Though Additional Insureds benefit from your insurance coverage, they’re unable to change, cancel, or otherwise affect your policy. You remain the policy owner.

Equipment Breakdown Coverage

Equipment Breakdown coverage is a modernized form of what was once Boiler and Machinery Insurance. Where BPP coverage protects your equipment from named perils, such as fires and weather, Equipment Breakdown coverage repairs or replaces equipment that breaks down, in addition to property damaged by the breakdown.

Equipment Breakdown coverage may also cover lost income or additional expenses incurred as a result of a breakdown.

For example, if a short circuit damages a fridge containing inventory slated for delivery to a customer, your Equipment Breakdown coverage would pay for repairing or replacing the fridge. Depending on your coverage limits, your coverage may also cover any lost income and the cost of replacing the ruined products as a result of the breakdown.

Similarly, if a power surge damages a bank of computers and peripherals — printers, networking equipment, and monitors, for example — Equipment Breakdown coverage would kick in to repair and replace the damaged items.

Equipment Breakdown Insurance is sold as a separate policy or as an endorsement to an existing policy, such as your Business Owners Policy.

How to Buy Additional Small Business Insurance Coverage

Small business insurance is designed to be custom-tailored to fit the unique needs of your business.
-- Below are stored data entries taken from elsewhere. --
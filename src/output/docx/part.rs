//! The main document part (`word/document.xml`) and its relationships

use crate::output::docx::markup::XmlElement;
use crate::output::docx::relationships::{RelationshipTable, TargetMode, STYLES_TYPE};

pub const WORDML_NS: &str = "http://schemas.openxmlformats.org/wordprocessingml/2006/main";
pub const OFFICE_REL_NS: &str =
    "http://schemas.openxmlformats.org/officeDocument/2006/relationships";

/// Body paragraphs plus the relationship table their `r:id`s point into
#[derive(Debug, Clone)]
pub struct DocumentPart {
    relationships: RelationshipTable,
    paragraphs: Vec<XmlElement>,
}

impl Default for DocumentPart {
    fn default() -> Self {
        Self::new()
    }
}

impl DocumentPart {
    /// Creates an empty part; the styles relationship takes the first id
    pub fn new() -> Self {
        let mut relationships = RelationshipTable::new();
        relationships.add(STYLES_TYPE, "styles.xml", TargetMode::Internal);

        Self {
            relationships,
            paragraphs: Vec::new(),
        }
    }

    pub fn relationships(&self) -> &RelationshipTable {
        &self.relationships
    }

    pub fn relationships_mut(&mut self) -> &mut RelationshipTable {
        &mut self.relationships
    }

    pub fn paragraphs(&self) -> &[XmlElement] {
        &self.paragraphs
    }

    pub fn push_paragraph(&mut self, paragraph: XmlElement) {
        self.paragraphs.push(paragraph);
    }

    /// Root `w:document` element
    pub fn to_xml(&self) -> XmlElement {
        let mut body = XmlElement::new("w:body");
        for paragraph in &self.paragraphs {
            body.push(paragraph.clone());
        }
        body.push(section_properties());

        XmlElement::new("w:document")
            .attr("xmlns:w", WORDML_NS)
            .attr("xmlns:r", OFFICE_REL_NS)
            .child(body)
    }
}

/// US Letter, one-inch margins
fn section_properties() -> XmlElement {
    XmlElement::new("w:sectPr")
        .child(
            XmlElement::new("w:pgSz")
                .attr("w:w", "12240")
                .attr("w:h", "15840"),
        )
        .child(
            XmlElement::new("w:pgMar")
                .attr("w:top", "1440")
                .attr("w:right", "1440")
                .attr("w:bottom", "1440")
                .attr("w:left", "1440")
                .attr("w:header", "720")
                .attr("w:footer", "720")
                .attr("w:gutter", "0"),
        )
}

#[cfg(test)]
mod tests {
    use super::*;

    #[test]
    fn test_new_part_reserves_styles_relationship() {
        let part = DocumentPart::new();
        let rels = part.relationships().entries();

        assert_eq!(rels.len(), 1);
        assert_eq!(rels[0].id, "rId1");
        assert_eq!(rels[0].kind, STYLES_TYPE);
    }

    #[test]
    fn test_to_xml_ends_body_with_section() {
        let mut part = DocumentPart::new();
        part.push_paragraph(XmlElement::new("w:p"));

        let root = part.to_xml();
        let body = root.elements().next().unwrap();
        let names: Vec<&str> = body.elements().map(|e| e.name()).collect();

        assert_eq!(names, vec!["w:p", "w:sectPr"]);
        assert_eq!(root.attribute("xmlns:r"), Some(OFFICE_REL_NS));
    }
}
If your business has grown or otherwise changed, it’s a good idea to reevaluate your insurance coverage to identify if you’re exposed to any gaps in coverage.

Consider, too, the increased severity or complexity of any perils that may potentially jeopardize your business. If you initially took out a General Liability policy when you first got into business with nothing more than a work truck and a toolbox, you likely need additional protection, especially if you’re now driving bulldozers around job sites.

Endorsements may be added to a policy at the time you request a quote. In other cases, you may need to contact your insurer to discuss your options and whether or not additional coverage should be provided through an endorsement or a separate standalone policy.

By identifying and bridging the coverage gaps your business faces, you’re protecting the continued success and growth of your business and all of the hard work that’s gone into it over time.